> RECORD SET:
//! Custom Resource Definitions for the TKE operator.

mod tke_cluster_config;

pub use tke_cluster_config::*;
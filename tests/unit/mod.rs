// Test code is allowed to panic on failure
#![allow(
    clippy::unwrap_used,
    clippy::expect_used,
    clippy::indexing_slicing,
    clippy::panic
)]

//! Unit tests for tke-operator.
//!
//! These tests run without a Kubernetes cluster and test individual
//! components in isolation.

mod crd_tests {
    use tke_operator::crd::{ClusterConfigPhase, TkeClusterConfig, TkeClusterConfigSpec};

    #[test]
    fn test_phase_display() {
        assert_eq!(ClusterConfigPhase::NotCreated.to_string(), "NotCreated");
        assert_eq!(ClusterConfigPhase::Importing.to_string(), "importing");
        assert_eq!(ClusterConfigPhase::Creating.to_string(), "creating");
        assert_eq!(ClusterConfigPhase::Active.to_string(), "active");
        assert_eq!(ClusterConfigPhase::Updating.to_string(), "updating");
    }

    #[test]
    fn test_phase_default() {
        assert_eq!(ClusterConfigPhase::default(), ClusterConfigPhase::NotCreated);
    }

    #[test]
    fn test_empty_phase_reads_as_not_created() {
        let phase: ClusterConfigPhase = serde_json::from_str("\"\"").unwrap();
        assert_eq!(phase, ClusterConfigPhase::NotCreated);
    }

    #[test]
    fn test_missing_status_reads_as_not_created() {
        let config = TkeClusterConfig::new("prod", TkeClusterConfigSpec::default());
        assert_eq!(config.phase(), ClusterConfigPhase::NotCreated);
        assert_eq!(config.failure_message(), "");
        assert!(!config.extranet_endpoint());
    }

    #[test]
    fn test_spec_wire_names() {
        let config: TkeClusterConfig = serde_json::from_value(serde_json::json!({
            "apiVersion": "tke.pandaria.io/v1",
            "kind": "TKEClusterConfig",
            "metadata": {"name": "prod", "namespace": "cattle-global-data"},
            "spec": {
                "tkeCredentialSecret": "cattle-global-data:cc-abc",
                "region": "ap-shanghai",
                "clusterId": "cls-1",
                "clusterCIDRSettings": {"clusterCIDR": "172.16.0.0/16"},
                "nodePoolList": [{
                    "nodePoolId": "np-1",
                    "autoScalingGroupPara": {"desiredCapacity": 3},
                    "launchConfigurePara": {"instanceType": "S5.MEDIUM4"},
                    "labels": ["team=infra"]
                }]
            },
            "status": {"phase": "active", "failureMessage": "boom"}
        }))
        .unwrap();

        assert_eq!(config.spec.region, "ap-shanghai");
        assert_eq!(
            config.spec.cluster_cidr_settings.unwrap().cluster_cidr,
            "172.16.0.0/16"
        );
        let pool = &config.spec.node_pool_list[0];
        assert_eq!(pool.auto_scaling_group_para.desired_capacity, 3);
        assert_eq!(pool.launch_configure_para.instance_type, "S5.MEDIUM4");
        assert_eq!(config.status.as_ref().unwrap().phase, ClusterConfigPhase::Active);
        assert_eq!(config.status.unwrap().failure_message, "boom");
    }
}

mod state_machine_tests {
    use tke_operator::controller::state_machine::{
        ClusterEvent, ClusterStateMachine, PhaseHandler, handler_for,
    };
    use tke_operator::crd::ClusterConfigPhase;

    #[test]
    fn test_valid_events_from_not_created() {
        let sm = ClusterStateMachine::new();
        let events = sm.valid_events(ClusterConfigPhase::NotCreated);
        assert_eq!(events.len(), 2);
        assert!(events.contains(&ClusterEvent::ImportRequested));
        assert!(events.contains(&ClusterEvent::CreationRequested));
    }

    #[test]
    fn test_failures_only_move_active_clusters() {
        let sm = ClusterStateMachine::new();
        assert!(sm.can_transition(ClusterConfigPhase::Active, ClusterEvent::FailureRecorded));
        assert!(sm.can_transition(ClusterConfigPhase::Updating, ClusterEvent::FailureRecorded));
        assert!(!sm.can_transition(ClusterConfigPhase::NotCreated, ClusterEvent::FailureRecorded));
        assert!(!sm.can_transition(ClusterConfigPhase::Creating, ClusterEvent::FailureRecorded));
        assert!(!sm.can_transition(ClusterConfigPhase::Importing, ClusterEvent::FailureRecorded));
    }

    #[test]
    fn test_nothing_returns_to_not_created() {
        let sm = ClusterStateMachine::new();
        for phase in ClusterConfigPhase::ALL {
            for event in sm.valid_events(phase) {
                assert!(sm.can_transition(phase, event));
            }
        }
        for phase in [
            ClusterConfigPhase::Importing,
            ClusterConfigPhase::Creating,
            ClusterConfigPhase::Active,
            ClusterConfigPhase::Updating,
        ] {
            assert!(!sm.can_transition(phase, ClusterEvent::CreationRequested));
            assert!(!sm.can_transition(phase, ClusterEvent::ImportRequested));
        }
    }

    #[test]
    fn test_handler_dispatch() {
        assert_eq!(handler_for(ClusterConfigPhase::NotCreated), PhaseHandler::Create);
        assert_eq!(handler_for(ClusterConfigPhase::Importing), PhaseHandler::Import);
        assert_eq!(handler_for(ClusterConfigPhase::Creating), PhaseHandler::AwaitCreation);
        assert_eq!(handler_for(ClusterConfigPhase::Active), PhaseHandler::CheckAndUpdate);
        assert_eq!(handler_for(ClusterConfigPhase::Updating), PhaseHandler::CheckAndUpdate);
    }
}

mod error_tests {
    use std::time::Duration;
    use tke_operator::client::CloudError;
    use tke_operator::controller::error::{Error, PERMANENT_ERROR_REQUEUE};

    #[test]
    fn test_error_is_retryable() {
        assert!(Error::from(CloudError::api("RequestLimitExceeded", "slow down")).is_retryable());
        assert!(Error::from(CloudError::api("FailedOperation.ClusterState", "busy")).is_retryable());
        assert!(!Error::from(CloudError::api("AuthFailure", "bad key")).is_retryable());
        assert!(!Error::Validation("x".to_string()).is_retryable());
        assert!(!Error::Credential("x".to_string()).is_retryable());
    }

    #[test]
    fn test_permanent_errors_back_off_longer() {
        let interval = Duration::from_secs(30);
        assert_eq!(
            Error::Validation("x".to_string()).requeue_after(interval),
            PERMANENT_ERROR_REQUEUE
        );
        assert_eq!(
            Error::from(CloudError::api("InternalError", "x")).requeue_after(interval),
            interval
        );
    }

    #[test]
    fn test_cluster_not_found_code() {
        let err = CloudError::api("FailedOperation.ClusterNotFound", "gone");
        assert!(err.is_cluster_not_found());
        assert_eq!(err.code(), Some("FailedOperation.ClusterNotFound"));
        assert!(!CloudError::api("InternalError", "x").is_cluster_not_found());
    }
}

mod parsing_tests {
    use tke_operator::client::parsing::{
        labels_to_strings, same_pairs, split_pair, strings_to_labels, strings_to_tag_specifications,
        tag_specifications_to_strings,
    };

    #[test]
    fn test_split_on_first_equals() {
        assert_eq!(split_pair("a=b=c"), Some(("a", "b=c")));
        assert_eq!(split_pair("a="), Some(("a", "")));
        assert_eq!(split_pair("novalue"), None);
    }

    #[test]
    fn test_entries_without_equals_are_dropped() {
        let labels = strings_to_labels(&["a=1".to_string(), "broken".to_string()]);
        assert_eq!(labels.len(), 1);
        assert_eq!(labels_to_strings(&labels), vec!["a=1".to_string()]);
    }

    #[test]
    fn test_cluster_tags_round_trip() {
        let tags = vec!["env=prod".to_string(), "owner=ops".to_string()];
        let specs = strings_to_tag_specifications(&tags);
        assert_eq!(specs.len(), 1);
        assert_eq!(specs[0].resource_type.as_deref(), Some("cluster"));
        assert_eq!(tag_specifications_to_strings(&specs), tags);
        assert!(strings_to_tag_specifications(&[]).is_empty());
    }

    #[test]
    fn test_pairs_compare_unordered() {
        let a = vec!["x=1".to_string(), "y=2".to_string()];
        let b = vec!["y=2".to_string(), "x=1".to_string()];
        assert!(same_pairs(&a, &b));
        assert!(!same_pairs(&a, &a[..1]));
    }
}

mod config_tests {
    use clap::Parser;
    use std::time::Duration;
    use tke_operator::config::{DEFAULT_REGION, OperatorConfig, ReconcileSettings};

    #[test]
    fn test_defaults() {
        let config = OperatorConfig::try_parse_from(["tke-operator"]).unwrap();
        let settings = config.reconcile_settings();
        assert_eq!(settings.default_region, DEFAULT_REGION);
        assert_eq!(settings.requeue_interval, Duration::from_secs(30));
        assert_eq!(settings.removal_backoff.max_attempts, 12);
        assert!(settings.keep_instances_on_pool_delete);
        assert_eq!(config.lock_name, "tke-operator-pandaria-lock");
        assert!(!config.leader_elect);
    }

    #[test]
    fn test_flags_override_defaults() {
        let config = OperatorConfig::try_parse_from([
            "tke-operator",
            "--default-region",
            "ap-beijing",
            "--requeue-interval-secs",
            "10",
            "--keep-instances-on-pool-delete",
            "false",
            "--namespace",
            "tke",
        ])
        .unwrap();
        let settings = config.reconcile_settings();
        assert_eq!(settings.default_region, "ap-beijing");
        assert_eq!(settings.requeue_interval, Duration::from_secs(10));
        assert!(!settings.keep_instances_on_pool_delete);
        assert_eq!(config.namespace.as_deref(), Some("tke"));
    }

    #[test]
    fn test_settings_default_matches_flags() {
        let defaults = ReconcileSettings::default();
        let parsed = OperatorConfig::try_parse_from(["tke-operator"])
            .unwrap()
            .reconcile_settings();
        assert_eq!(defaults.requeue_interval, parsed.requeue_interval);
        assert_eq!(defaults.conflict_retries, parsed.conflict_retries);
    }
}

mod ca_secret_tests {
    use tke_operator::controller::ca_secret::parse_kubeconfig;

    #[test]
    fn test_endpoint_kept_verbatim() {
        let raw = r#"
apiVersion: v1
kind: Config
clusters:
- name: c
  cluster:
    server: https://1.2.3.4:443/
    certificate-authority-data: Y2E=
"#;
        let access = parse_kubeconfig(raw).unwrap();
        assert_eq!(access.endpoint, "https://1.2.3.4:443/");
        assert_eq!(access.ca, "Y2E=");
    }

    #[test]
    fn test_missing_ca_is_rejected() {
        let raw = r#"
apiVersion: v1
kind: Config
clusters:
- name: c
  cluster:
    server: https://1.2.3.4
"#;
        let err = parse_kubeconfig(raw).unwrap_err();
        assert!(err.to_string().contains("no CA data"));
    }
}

> TASK ITEM: Using the listing above, work out how many lines include the word "https", and report that number alone.

> REPLY: 3